AIDY BRYANT: (As Ms. Crystal) Well, look at you. Where are you coming from, Lee?
PETE DAVIDSON: (As Lee) New York City.
BRYANT: (As Ms. Crystal) New York City. Well, welcome. Good to see a fellow blue stater (ph). We're just like y'all.
HURT: 2020 produced what had been the unthinkable for Georgia Democrats - a presidential victory and two Senate wins.
JEREMY HALBERT-HARRIS: This wasn't by mistake.
HURT: Jeremy Halbert-Harris was in senior leadership for both the Biden-Harris and Senate runoff campaigns.
HALBERT-HARRIS: Our organizing was sincere, and we'll continue to organize in a very sincere and strategic manner. And this won't be the last you hear from Georgia.

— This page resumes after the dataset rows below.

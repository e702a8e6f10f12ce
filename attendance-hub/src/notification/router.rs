//! Notification router.
//!
//! Resolves the effective channel set for every recipient of an event and
//! dispatches to the channel senders. Channel failures are captured per
//! channel and never abort the rest of the route; there is no synchronous
//! retry.

use std::collections::HashMap;
use std::fmt;
use std::sync::Arc;
use std::time::Duration;

use chrono::{DateTime, Utc};
use futures::future::join_all;
use serde::{Deserialize, Serialize};
use tracing::{debug, error, info, warn};

use super::channels::{ChannelSender, OutboundMessage, Recipient};
use super::events::{ChannelType, NotificationEvent};
use super::preferences::{NotificationPreferences, PreferenceStore};
use super::templates::{self, TemplateContext};
use crate::Result;
use crate::database::models::InAppNotificationDbModel;
use crate::database::repositories::{InAppNotificationRepository, UserRepository};
use crate::database::time::{datetime_to_ms, now_ms};
use crate::utils::with_timeout;

/// Router configuration.
#[derive(Debug, Clone, Serialize, Deserialize)]
pub struct NotificationRouterConfig {
    /// Upper bound for a single channel send, in milliseconds.
    pub channel_timeout_ms: u64,
    /// Upper bound for preference and directory lookups, in milliseconds.
    pub store_timeout_ms: u64,
    pub templates: TemplateContext,
}

impl Default for NotificationRouterConfig {
    fn default() -> Self {
        Self {
            channel_timeout_ms: 10_000,
            store_timeout_ms: 5_000,
            templates: TemplateContext::default(),
        }
    }
}

impl NotificationRouterConfig {
    fn channel_timeout(&self) -> Duration {
        Duration::from_millis(self.channel_timeout_ms)
    }

    fn store_timeout(&self) -> Duration {
        Duration::from_millis(self.store_timeout_ms)
    }
}

/// Where a delivery result came from.
#[derive(Debug, Clone, Copy, PartialEq, Eq, Serialize, Deserialize)]
#[serde(rename_all = "snake_case")]
pub enum DeliveryRoute {
    Channel(ChannelType),
    /// The event was deferred and persisted for later dispatch.
    Scheduled,
}

impl fmt::Display for DeliveryRoute {
    fn fmt(&self, f: &mut fmt::Formatter<'_>) -> fmt::Result {
        match self {
            Self::Channel(channel) => write!(f, "{}", channel),
            Self::Scheduled => write!(f, "scheduled"),
        }
    }
}

/// Result of one channel attempt for one user.
#[derive(Debug, Clone, PartialEq, Serialize, Deserialize)]
pub struct ChannelDelivery {
    pub route: DeliveryRoute,
    pub success: bool,
    pub message_id: Option<String>,
    pub error: Option<String>,
    pub attempted_at: DateTime<Utc>,
}

impl ChannelDelivery {
    fn delivered(route: DeliveryRoute, message_id: Option<String>) -> Self {
        Self {
            route,
            success: true,
            message_id,
            error: None,
            attempted_at: Utc::now(),
        }
    }

    fn failed(route: DeliveryRoute, error: impl Into<String>) -> Self {
        Self {
            route,
            success: false,
            message_id: None,
            error: Some(error.into()),
            attempted_at: Utc::now(),
        }
    }
}

/// All channel results for one recipient.
#[derive(Debug, Clone, PartialEq, Serialize, Deserialize)]
pub struct UserDelivery {
    pub user_id: String,
    /// At least one channel succeeded.
    pub success: bool,
    pub deliveries: Vec<ChannelDelivery>,
}

impl UserDelivery {
    fn from_deliveries(user_id: String, deliveries: Vec<ChannelDelivery>) -> Self {
        Self {
            success: deliveries.iter().any(|d| d.success),
            user_id,
            deliveries,
        }
    }

    /// Channels that delivered successfully, in attempt order.
    pub fn delivered_channels(&self) -> Vec<ChannelType> {
        self.deliveries
            .iter()
            .filter(|d| d.success)
            .filter_map(|d| match d.route {
                DeliveryRoute::Channel(channel) => Some(channel),
                DeliveryRoute::Scheduled => None,
            })
            .collect()
    }

    pub fn delivery(&self, channel: ChannelType) -> Option<&ChannelDelivery> {
        self.deliveries
            .iter()
            .find(|d| d.route == DeliveryRoute::Channel(channel))
    }
}

/// Aggregated result of routing one event.
#[derive(Debug, Clone, PartialEq, Serialize, Deserialize)]
pub struct RouteOutcome {
    pub event_id: String,
    /// At least one user succeeded.
    pub success: bool,
    pub users: Vec<UserDelivery>,
}

impl RouteOutcome {
    fn from_users(event_id: String, users: Vec<UserDelivery>) -> Self {
        Self {
            success: users.iter().any(|u| u.success),
            event_id,
            users,
        }
    }

    pub fn for_user(&self, user_id: &str) -> Option<&UserDelivery> {
        self.users.iter().find(|u| u.user_id == user_id)
    }
}

/// Compute the channels an event should use for one user at `now`.
///
/// An explicit channel list on the event is used verbatim; otherwise the
/// category preferences decide. `in_app` is always included and, inside quiet
/// hours, is the only channel kept for non-urgent events.
pub fn resolve_channels(
    preferences: &NotificationPreferences,
    event: &NotificationEvent,
    now: DateTime<Utc>,
) -> Vec<ChannelType> {
    let mut channels: Vec<ChannelType> = match &event.channels {
        Some(explicit) => {
            let mut unique = Vec::with_capacity(explicit.len());
            for channel in explicit {
                if !unique.contains(channel) {
                    unique.push(*channel);
                }
            }
            unique
        }
        None => preferences.channels_for(event.category, event.priority),
    };

    if !channels.contains(&ChannelType::InApp) {
        channels.insert(0, ChannelType::InApp);
    }

    if !event.priority.bypasses_quiet_hours() && preferences.in_quiet_hours(now) {
        channels.retain(|c| *c == ChannelType::InApp);
    }

    channels
}

/// Routes notification events to channel senders.
pub struct NotificationRouter {
    config: NotificationRouterConfig,
    preferences: Arc<PreferenceStore>,
    users: Arc<dyn UserRepository>,
    in_app_repo: Arc<dyn InAppNotificationRepository>,
    senders: HashMap<ChannelType, Arc<dyn ChannelSender>>,
}

impl NotificationRouter {
    pub fn new(
        config: NotificationRouterConfig,
        preferences: Arc<PreferenceStore>,
        users: Arc<dyn UserRepository>,
        in_app_repo: Arc<dyn InAppNotificationRepository>,
    ) -> Self {
        Self {
            config,
            preferences,
            users,
            in_app_repo,
            senders: HashMap::new(),
        }
    }

    /// Register the sender for its channel, replacing any previous one.
    pub fn with_sender(mut self, sender: Arc<dyn ChannelSender>) -> Self {
        self.senders.insert(sender.channel_type(), sender);
        self
    }

    pub fn preferences(&self) -> &PreferenceStore {
        &self.preferences
    }

    pub fn registered_channels(&self) -> Vec<ChannelType> {
        let mut channels: Vec<ChannelType> = self.senders.keys().copied().collect();
        channels.sort();
        channels
    }

    /// Route an event to all of its recipients.
    pub async fn route(&self, event: &NotificationEvent) -> RouteOutcome {
        self.route_at(event, Utc::now()).await
    }

    /// Route an event as if the current instant were `now`.
    pub async fn route_at(&self, event: &NotificationEvent, now: DateTime<Utc>) -> RouteOutcome {
        let recipients = unique_recipients(&event.recipients);
        if recipients.is_empty() {
            warn!(event_id = %event.id, "Notification event has no recipients");
            return RouteOutcome::from_users(event.id.clone(), Vec::new());
        }

        let rendered = templates::render(event, &self.config.templates);
        let message = OutboundMessage {
            event_id: event.id.clone(),
            category: event.category,
            priority: event.priority,
            data: serde_json::to_value(&event.payload).unwrap_or(serde_json::Value::Null),
            content: rendered,
        };

        let message = &message;
        let deferred = event.is_deferred(now);
        let users = join_all(recipients.iter().map(|user_id| async move {
            if deferred {
                self.defer_for_user(user_id, event, message).await
            } else {
                self.deliver_to_user(user_id, event, message, now).await
            }
        }))
        .await;

        let outcome = RouteOutcome::from_users(event.id.clone(), users);
        if outcome.success {
            info!(
                event_id = %event.id,
                category = %event.category,
                priority = %event.priority,
                users = outcome.users.len(),
                "Notification routed"
            );
        } else {
            error!(
                event_id = %event.id,
                category = %event.category,
                users = outcome.users.len(),
                "Notification delivery failed for every recipient"
            );
        }
        outcome
    }

    async fn deliver_to_user(
        &self,
        user_id: &str,
        event: &NotificationEvent,
        message: &OutboundMessage,
        now: DateTime<Utc>,
    ) -> UserDelivery {
        let preferences = self.load_preferences(user_id).await;
        let channels = resolve_channels(&preferences, event, now);
        debug!(user_id, event_id = %event.id, ?channels, "Resolved notification channels");

        let recipient = self.load_recipient(user_id).await;
        let deliveries = join_all(
            channels
                .iter()
                .map(|channel| self.send_on(*channel, &recipient, message)),
        )
        .await;

        for delivery in deliveries.iter().filter(|d| !d.success) {
            warn!(
                user_id,
                event_id = %event.id,
                channel = %delivery.route,
                error = delivery.error.as_deref().unwrap_or_default(),
                "Channel delivery failed"
            );
        }

        UserDelivery::from_deliveries(user_id.to_string(), deliveries)
    }

    async fn send_on(
        &self,
        channel: ChannelType,
        recipient: &Recipient,
        message: &OutboundMessage,
    ) -> ChannelDelivery {
        let route = DeliveryRoute::Channel(channel);
        let Some(sender) = self.senders.get(&channel) else {
            return ChannelDelivery::failed(route, format!("no sender registered for {}", channel));
        };
        if !sender.is_enabled() {
            return ChannelDelivery::failed(route, format!("{} channel is not configured", channel));
        }

        let operation = format!("send via {}", channel);
        match with_timeout(
            self.config.channel_timeout(),
            &operation,
            sender.send(recipient, message),
        )
        .await
        {
            Ok(receipt) => ChannelDelivery::delivered(route, receipt.message_id),
            Err(e) => ChannelDelivery::failed(route, e.to_string()),
        }
    }

    /// Persist a deferred marker carrying the whole event for the external drain.
    async fn defer_for_user(
        &self,
        user_id: &str,
        event: &NotificationEvent,
        message: &OutboundMessage,
    ) -> UserDelivery {
        let result = self.persist_deferred(user_id, event, message).await;
        let delivery = match result {
            Ok(id) => {
                debug!(user_id, event_id = %event.id, "Notification deferred");
                ChannelDelivery::delivered(DeliveryRoute::Scheduled, Some(id))
            }
            Err(e) => {
                warn!(user_id, event_id = %event.id, error = %e, "Failed to persist deferred notification");
                ChannelDelivery::failed(DeliveryRoute::Scheduled, e.to_string())
            }
        };
        UserDelivery::from_deliveries(user_id.to_string(), vec![delivery])
    }

    async fn persist_deferred(
        &self,
        user_id: &str,
        event: &NotificationEvent,
        message: &OutboundMessage,
    ) -> Result<String> {
        let mut single = event.clone();
        single.recipients = vec![user_id.to_string()];

        let row = InAppNotificationDbModel {
            id: uuid::Uuid::new_v4().to_string(),
            user_id: user_id.to_string(),
            event_id: event.id.clone(),
            category: event.category.to_string(),
            priority: event.priority.to_string(),
            title: message.content.title.clone(),
            message: message.content.body.clone(),
            data: serde_json::to_string(&single)?,
            action_url: message.content.action_url.clone(),
            is_read: false,
            scheduled_for: event.scheduled_for.map(datetime_to_ms),
            dispatched_at: None,
            created_at: now_ms(),
            read_at: None,
        };

        with_timeout(
            self.config.store_timeout(),
            "persist deferred notification",
            self.in_app_repo.create_notification(&row),
        )
        .await?;
        Ok(row.id)
    }

    async fn load_preferences(&self, user_id: &str) -> NotificationPreferences {
        match with_timeout(
            self.config.store_timeout(),
            "load notification preferences",
            self.preferences.get_or_create(user_id),
        )
        .await
        {
            Ok(preferences) => preferences,
            Err(e) => {
                warn!(user_id, error = %e, "Falling back to default notification preferences");
                self.preferences.defaults().clone()
            }
        }
    }

    async fn load_recipient(&self, user_id: &str) -> Recipient {
        match with_timeout(
            self.config.store_timeout(),
            "load recipient",
            self.users.find_user(user_id),
        )
        .await
        {
            Ok(Some(user)) => Recipient::from(user),
            Ok(None) => {
                warn!(user_id, "Notification recipient not found in directory");
                Recipient::bare(user_id)
            }
            Err(e) => {
                warn!(user_id, error = %e, "Failed to load notification recipient");
                Recipient::bare(user_id)
            }
        }
    }
}

fn unique_recipients(recipients: &[String]) -> Vec<String> {
    let mut unique: Vec<String> = Vec::with_capacity(recipients.len());
    for user_id in recipients {
        let user_id = user_id.trim();
        if !user_id.is_empty() && !unique.iter().any(|u| u == user_id) {
            unique.push(user_id.to_string());
        }
    }
    unique
}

HURT: Organizing - Georgia Democrats have been doing it for years to rebuild their party after losing control of the state decades ago. The latest example - the about 225,000 new voters who showed up in January. Jonae Wartel ran the coordinated Democratic Senate campaigns.
JONAE WARTEL: We built the largest organizing team in the state's history. We were able to make over 25 million voter contact attempts just in the runoff election alone.
HURT: The thesis has been that Georgia is a blue state. It's just that many of those voters have been ignored - minority voters, young voters. So groups like the New Georgia Project, founded by Stacey Abrams, began talking directly to them, and Georgia's electoral margins have narrowed. Here's New Georgia Project chief executive Nse Ufot.
NSE UFOT: If you want to win, these are the folks that you need to talk to. These are the folks that you need to inspire, and these are the folks who need to be a part of developing a governing agenda.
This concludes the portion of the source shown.